INFORMATION GIVEN:
* * * * * * *
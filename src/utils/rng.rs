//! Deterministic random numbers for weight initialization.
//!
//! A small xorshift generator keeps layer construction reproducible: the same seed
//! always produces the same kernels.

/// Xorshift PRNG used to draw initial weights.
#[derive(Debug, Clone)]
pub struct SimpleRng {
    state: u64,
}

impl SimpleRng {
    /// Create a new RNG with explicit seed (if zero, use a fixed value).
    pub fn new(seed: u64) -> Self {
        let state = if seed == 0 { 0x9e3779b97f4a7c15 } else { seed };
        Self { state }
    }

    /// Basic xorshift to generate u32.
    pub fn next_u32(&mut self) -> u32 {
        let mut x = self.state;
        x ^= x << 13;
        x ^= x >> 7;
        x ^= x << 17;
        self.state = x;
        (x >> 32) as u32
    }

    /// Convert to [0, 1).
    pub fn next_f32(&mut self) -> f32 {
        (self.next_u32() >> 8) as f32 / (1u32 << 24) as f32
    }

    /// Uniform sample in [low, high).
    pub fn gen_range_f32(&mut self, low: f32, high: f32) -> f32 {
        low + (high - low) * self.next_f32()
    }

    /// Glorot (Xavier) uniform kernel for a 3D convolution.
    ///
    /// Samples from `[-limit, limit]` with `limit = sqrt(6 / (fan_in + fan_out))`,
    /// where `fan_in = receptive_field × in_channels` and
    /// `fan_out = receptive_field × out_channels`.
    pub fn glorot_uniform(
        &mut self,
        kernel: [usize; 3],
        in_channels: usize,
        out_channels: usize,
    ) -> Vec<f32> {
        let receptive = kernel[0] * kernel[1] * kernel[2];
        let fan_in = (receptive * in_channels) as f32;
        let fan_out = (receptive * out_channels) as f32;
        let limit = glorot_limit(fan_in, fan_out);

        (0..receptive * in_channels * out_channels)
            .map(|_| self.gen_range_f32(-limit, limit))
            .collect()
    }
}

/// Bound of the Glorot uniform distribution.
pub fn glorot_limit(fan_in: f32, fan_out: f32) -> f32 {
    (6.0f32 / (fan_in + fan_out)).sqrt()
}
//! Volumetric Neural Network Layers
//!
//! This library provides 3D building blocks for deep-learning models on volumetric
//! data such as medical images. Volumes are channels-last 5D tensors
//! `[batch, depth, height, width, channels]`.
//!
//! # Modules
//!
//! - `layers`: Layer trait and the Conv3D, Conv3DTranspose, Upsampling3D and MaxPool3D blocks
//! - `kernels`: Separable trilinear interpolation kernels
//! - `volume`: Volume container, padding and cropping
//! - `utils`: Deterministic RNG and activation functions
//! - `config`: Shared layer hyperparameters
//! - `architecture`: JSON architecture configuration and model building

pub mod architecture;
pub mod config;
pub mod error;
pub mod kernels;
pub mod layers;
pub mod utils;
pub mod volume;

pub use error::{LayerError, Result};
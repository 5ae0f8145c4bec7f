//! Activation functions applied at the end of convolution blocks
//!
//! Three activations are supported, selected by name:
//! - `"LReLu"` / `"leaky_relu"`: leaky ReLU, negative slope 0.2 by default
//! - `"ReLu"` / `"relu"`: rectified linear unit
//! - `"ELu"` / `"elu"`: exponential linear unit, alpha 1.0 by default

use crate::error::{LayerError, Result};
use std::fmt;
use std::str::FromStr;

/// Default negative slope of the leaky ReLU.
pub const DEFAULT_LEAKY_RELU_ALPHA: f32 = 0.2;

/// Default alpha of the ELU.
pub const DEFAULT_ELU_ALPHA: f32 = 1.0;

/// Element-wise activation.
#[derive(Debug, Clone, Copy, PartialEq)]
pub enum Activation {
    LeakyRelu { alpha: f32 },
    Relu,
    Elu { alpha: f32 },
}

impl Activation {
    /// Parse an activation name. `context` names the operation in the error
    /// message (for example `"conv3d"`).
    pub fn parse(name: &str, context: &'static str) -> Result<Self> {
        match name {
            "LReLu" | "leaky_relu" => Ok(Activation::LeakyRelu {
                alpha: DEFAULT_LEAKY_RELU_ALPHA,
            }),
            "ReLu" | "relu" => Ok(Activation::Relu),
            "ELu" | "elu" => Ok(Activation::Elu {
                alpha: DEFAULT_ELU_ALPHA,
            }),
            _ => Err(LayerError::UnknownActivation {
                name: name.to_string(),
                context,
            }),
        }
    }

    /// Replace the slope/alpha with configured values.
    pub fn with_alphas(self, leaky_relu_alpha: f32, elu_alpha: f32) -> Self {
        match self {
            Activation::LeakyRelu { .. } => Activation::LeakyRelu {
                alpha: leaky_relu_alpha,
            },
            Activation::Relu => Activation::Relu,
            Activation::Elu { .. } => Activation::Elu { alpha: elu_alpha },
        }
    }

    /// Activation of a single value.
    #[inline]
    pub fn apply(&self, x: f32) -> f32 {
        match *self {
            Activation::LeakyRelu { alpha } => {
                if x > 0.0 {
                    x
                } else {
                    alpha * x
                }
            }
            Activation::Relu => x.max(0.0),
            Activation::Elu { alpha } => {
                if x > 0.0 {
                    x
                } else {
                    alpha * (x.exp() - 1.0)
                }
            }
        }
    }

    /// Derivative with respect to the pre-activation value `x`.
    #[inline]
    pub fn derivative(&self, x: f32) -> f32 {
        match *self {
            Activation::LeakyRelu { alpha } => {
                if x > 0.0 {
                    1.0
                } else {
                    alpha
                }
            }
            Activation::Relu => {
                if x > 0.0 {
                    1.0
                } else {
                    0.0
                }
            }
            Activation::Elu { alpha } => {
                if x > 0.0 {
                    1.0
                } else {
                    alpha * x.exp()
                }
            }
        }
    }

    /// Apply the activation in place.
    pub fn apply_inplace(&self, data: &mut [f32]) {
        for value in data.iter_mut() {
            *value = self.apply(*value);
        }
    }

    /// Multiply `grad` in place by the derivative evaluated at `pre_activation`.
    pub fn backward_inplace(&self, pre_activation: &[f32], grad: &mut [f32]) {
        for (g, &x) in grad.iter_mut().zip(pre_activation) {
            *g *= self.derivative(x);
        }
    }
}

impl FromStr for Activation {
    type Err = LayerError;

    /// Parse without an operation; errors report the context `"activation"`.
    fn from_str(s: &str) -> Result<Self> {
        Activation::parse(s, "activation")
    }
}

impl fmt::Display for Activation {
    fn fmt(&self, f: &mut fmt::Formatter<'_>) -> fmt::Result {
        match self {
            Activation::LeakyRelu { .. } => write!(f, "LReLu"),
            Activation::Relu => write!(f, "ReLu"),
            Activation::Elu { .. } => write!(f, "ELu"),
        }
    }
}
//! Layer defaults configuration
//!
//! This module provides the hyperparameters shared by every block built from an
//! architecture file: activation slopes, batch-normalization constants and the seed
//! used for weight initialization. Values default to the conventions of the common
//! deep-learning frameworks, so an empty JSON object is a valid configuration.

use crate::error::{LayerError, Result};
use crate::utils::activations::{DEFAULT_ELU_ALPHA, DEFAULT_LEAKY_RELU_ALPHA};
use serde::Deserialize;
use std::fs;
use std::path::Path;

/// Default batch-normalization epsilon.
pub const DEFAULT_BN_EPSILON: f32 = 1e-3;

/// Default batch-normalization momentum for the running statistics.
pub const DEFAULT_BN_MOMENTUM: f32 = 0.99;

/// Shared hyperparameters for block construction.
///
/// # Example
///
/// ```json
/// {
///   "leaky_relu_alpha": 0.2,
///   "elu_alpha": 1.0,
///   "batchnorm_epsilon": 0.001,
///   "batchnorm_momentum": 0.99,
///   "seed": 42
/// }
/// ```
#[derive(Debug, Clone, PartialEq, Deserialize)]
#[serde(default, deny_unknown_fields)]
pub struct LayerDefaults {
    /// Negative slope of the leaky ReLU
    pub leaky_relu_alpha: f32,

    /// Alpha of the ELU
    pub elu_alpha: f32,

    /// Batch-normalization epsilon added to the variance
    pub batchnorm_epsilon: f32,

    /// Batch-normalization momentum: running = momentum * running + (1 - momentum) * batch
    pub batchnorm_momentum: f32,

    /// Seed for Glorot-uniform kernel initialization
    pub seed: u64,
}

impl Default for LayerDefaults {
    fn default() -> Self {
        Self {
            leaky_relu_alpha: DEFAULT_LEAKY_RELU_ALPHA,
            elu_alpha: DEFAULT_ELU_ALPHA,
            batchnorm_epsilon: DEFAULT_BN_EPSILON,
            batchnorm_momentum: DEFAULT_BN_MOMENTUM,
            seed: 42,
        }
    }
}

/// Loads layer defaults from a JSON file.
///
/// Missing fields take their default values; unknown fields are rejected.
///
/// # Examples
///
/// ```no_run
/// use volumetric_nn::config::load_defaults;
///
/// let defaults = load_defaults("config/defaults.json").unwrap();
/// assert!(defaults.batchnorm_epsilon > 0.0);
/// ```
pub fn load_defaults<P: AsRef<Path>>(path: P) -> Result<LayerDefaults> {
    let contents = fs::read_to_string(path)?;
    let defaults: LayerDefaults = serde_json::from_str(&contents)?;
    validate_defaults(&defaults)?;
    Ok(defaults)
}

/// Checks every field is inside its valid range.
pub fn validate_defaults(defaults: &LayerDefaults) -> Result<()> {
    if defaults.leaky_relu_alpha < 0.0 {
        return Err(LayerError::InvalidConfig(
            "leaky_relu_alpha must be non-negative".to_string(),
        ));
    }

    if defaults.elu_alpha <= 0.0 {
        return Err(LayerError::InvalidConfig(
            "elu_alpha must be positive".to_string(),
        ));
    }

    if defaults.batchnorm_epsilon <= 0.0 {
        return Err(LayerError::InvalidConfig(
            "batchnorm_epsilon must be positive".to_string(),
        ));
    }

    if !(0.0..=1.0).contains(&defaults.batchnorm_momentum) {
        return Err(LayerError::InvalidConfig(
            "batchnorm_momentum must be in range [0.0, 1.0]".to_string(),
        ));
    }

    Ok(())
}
* * * * * * *
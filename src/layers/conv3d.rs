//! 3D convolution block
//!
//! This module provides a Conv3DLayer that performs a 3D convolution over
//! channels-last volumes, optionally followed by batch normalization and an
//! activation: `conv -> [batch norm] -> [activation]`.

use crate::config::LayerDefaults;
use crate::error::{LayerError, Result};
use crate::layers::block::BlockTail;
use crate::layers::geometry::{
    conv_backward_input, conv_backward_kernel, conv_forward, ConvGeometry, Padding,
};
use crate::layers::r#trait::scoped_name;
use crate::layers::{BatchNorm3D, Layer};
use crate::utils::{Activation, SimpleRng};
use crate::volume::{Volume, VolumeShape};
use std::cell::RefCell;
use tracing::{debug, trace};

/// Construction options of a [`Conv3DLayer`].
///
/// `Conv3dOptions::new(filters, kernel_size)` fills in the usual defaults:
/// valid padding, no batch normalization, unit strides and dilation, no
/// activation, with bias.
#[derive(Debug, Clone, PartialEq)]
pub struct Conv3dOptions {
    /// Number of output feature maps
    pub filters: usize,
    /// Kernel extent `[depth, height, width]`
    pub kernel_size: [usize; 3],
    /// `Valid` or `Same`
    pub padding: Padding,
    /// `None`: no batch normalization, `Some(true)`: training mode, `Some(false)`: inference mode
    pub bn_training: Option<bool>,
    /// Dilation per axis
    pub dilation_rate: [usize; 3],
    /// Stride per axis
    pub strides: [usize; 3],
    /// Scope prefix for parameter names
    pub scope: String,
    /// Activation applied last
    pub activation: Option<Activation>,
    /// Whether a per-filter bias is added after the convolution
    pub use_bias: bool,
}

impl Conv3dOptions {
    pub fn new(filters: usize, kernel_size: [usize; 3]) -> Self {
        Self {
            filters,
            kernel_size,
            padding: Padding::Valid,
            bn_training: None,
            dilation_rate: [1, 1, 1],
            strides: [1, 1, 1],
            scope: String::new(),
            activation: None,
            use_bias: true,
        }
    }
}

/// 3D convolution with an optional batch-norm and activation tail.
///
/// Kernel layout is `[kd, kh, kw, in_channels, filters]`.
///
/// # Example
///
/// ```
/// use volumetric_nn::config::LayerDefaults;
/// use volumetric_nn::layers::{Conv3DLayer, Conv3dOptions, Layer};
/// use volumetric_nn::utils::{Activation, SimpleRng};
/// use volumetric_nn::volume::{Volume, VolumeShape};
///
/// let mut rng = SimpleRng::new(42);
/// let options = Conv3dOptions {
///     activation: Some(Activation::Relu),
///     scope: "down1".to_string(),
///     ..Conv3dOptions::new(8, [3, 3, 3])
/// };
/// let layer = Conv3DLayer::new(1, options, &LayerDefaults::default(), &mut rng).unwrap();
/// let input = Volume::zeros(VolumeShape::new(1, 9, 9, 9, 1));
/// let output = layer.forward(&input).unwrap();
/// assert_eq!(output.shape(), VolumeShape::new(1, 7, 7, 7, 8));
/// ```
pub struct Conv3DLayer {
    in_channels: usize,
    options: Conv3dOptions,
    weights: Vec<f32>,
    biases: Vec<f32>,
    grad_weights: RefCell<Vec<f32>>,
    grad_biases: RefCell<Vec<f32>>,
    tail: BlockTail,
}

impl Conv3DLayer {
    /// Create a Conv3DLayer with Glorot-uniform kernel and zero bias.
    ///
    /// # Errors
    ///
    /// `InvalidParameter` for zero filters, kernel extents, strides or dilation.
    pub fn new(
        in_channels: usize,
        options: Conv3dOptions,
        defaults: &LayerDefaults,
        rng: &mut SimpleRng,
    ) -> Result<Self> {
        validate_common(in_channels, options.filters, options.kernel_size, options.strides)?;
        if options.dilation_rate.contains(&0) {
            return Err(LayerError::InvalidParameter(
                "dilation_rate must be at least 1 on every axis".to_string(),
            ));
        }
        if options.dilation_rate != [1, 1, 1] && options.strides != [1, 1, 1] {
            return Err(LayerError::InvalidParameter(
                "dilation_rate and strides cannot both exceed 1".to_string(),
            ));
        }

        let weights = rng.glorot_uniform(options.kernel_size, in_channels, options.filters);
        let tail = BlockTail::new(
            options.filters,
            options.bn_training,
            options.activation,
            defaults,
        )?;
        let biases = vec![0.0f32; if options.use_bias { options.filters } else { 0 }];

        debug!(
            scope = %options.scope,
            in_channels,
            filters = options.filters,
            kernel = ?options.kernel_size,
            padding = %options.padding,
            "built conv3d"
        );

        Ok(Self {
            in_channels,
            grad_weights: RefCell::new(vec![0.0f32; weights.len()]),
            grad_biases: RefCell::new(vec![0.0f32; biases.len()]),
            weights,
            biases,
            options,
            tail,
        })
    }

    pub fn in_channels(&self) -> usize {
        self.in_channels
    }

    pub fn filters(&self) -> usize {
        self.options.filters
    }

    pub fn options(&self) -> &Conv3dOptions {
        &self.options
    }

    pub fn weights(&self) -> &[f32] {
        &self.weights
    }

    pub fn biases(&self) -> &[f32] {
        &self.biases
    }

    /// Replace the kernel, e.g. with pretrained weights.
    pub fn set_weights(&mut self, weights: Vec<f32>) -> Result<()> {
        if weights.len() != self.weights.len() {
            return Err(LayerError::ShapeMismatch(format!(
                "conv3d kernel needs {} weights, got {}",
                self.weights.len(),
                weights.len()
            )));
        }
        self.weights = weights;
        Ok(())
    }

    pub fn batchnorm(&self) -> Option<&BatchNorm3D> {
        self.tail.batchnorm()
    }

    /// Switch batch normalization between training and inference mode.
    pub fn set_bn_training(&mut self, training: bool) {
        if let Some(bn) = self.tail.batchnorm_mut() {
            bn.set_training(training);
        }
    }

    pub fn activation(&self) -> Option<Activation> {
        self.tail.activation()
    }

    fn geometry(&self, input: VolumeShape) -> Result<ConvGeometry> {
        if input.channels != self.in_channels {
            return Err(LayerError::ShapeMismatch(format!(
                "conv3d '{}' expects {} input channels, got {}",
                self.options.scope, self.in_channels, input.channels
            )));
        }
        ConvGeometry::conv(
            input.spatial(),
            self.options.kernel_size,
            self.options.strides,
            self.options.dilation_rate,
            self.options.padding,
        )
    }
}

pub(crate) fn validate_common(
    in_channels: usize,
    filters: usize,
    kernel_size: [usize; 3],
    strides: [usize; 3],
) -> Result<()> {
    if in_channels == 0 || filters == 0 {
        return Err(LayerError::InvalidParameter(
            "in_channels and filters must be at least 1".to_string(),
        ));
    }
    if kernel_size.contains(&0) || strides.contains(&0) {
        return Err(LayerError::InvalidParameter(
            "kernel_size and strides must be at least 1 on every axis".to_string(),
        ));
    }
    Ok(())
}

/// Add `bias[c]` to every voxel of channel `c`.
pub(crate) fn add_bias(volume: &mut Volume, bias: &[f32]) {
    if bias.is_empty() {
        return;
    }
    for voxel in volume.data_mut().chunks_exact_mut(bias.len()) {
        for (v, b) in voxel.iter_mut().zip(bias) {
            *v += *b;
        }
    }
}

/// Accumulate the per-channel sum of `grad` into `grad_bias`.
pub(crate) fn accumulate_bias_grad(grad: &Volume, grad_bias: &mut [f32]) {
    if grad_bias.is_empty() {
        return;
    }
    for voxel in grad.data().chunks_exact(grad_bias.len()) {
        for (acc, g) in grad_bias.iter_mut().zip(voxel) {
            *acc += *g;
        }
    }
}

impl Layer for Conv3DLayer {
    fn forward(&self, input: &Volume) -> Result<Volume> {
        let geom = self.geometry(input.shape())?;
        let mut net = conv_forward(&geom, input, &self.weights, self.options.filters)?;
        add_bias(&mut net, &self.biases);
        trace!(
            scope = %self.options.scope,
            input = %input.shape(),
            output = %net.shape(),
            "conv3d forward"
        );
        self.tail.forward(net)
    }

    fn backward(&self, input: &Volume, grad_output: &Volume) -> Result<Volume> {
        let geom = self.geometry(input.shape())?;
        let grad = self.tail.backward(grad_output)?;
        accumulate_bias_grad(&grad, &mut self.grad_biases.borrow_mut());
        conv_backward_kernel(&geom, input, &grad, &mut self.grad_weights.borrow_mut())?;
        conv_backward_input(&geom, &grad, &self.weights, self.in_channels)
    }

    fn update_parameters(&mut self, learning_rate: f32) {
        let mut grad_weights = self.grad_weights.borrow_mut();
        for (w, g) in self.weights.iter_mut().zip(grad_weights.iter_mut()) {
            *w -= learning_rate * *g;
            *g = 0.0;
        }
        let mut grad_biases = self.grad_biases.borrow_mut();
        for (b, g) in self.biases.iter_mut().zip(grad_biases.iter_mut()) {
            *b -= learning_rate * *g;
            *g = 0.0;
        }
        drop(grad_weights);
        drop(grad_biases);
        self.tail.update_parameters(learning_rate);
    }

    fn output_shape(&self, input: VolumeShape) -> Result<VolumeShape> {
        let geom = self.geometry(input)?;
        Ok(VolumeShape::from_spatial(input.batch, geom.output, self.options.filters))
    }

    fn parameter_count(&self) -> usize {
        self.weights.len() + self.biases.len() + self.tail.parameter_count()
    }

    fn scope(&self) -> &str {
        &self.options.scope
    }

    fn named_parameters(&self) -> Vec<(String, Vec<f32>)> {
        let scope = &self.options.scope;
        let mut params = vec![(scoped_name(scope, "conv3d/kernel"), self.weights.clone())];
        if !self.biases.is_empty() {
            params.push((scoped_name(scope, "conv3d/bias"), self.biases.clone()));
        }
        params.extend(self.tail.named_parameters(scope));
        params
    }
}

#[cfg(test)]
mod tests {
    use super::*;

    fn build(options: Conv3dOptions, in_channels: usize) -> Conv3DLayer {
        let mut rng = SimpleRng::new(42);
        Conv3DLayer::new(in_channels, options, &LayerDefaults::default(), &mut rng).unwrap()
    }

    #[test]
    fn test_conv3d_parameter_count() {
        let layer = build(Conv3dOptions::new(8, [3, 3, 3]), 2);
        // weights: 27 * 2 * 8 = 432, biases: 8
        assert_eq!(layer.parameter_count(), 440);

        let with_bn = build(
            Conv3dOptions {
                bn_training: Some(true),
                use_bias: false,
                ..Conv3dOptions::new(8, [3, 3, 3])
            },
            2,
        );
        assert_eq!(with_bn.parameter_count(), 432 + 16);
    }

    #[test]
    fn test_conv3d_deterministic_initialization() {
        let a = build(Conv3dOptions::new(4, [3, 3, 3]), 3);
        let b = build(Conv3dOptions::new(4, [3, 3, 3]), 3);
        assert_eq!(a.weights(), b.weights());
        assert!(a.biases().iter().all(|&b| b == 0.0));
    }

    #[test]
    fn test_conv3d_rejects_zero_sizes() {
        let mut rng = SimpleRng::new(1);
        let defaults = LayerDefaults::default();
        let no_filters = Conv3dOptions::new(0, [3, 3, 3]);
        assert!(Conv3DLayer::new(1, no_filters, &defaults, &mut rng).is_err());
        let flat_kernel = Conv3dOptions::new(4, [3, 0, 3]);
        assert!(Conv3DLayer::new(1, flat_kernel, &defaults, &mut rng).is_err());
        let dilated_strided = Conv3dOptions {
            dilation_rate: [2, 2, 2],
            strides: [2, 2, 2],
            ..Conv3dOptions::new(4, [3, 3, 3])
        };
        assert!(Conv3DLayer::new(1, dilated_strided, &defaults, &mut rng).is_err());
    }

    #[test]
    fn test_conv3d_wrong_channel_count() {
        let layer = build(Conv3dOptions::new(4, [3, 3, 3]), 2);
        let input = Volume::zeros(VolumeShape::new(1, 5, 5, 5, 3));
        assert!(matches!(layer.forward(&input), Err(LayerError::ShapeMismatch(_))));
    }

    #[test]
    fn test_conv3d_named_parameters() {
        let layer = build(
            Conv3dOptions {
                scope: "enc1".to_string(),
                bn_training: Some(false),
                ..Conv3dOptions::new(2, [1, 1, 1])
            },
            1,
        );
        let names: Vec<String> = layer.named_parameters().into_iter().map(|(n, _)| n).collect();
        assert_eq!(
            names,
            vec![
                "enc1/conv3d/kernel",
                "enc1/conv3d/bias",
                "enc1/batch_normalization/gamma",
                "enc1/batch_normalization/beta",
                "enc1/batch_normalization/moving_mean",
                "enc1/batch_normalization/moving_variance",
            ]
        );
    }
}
* * * * * * *
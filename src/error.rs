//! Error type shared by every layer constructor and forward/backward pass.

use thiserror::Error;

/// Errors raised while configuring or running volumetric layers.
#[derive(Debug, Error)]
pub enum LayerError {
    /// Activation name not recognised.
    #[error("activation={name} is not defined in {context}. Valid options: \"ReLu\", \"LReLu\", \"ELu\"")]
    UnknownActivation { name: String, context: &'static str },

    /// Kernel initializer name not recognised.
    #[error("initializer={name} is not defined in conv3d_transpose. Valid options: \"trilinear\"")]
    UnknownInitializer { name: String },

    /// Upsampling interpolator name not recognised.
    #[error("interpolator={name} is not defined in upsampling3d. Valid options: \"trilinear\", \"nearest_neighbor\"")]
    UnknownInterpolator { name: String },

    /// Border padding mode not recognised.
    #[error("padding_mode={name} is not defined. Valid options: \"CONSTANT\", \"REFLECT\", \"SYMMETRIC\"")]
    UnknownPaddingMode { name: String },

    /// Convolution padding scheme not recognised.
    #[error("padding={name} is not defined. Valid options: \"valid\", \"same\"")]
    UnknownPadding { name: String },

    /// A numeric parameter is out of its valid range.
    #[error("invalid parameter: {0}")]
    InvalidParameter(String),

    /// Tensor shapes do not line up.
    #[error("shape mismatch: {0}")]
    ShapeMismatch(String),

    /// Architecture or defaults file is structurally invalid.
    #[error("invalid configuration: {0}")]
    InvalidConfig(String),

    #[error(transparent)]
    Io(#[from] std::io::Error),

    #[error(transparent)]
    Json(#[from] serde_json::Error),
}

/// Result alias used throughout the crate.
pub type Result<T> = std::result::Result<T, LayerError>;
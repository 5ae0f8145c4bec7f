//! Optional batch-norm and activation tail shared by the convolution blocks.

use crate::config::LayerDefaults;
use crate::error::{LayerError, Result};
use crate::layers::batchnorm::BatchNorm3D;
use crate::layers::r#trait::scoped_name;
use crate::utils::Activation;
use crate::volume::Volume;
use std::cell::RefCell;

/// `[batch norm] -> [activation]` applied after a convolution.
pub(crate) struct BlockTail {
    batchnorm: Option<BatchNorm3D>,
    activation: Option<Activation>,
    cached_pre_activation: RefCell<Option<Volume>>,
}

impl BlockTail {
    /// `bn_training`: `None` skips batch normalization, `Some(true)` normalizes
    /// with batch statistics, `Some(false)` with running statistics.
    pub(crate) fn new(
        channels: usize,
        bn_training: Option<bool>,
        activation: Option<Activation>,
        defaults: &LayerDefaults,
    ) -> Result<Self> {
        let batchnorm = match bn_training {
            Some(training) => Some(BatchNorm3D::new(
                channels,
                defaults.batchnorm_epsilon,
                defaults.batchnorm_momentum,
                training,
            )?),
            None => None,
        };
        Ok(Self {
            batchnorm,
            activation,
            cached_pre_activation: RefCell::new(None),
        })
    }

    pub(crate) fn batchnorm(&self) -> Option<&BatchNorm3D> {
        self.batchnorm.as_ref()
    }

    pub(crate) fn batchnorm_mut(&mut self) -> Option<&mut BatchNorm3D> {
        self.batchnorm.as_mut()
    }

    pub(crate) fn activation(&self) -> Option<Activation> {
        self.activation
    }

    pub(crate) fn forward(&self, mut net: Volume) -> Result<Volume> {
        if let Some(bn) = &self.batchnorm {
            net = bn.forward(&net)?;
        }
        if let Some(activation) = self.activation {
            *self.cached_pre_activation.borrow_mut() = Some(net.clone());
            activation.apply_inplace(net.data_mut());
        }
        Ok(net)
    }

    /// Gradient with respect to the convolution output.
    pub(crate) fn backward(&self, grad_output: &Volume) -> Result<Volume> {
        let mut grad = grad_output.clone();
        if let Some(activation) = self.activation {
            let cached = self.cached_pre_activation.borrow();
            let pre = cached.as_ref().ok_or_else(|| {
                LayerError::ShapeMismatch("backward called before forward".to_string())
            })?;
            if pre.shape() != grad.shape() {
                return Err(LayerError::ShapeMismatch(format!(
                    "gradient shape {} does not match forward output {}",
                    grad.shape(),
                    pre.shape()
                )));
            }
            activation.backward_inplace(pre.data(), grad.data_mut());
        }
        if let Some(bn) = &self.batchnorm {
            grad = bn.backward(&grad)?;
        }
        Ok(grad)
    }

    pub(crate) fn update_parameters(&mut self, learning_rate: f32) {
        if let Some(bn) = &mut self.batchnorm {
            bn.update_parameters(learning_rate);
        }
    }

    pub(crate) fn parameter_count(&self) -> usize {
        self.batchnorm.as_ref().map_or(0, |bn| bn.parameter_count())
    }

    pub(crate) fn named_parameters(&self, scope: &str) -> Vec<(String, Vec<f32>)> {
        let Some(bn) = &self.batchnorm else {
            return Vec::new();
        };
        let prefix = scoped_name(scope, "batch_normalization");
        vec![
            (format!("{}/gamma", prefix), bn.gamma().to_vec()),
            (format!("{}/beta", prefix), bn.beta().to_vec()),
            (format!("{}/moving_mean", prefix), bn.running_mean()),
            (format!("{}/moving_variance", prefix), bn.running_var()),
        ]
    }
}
* * * * * * *
ASSIGNMENT:
Looking at the entries above, can you reproduce exactly the lines from the one that holds "Glorot-uniform kernel initialization" through the one that holds "let contents = fs::read_to_string(path)?;", and only those?

EXERCISE RESULT:
    /// Seed for Glorot-uniform kernel initialization
    pub seed: u64,
}

impl Default for LayerDefaults {
    fn default() -> Self {
        Self {
            leaky_relu_alpha: DEFAULT_LEAKY_RELU_ALPHA,
            elu_alpha: DEFAULT_ELU_ALPHA,
            batchnorm_epsilon: DEFAULT_BN_EPSILON,
            batchnorm_momentum: DEFAULT_BN_MOMENTUM,
            seed: 42,
        }
    }
}

/// Loads layer defaults from a JSON file.
///
/// Missing fields take their default values; unknown fields are rejected.
///
/// # Examples
///
/// ```no_run
/// use volumetric_nn::config::load_defaults;
///
/// let defaults = load_defaults("config/defaults.json").unwrap();
/// assert!(defaults.batchnorm_epsilon > 0.0);
/// ```
pub fn load_defaults<P: AsRef<Path>>(path: P) -> Result<LayerDefaults> {
    let contents = fs::read_to_string(path)?;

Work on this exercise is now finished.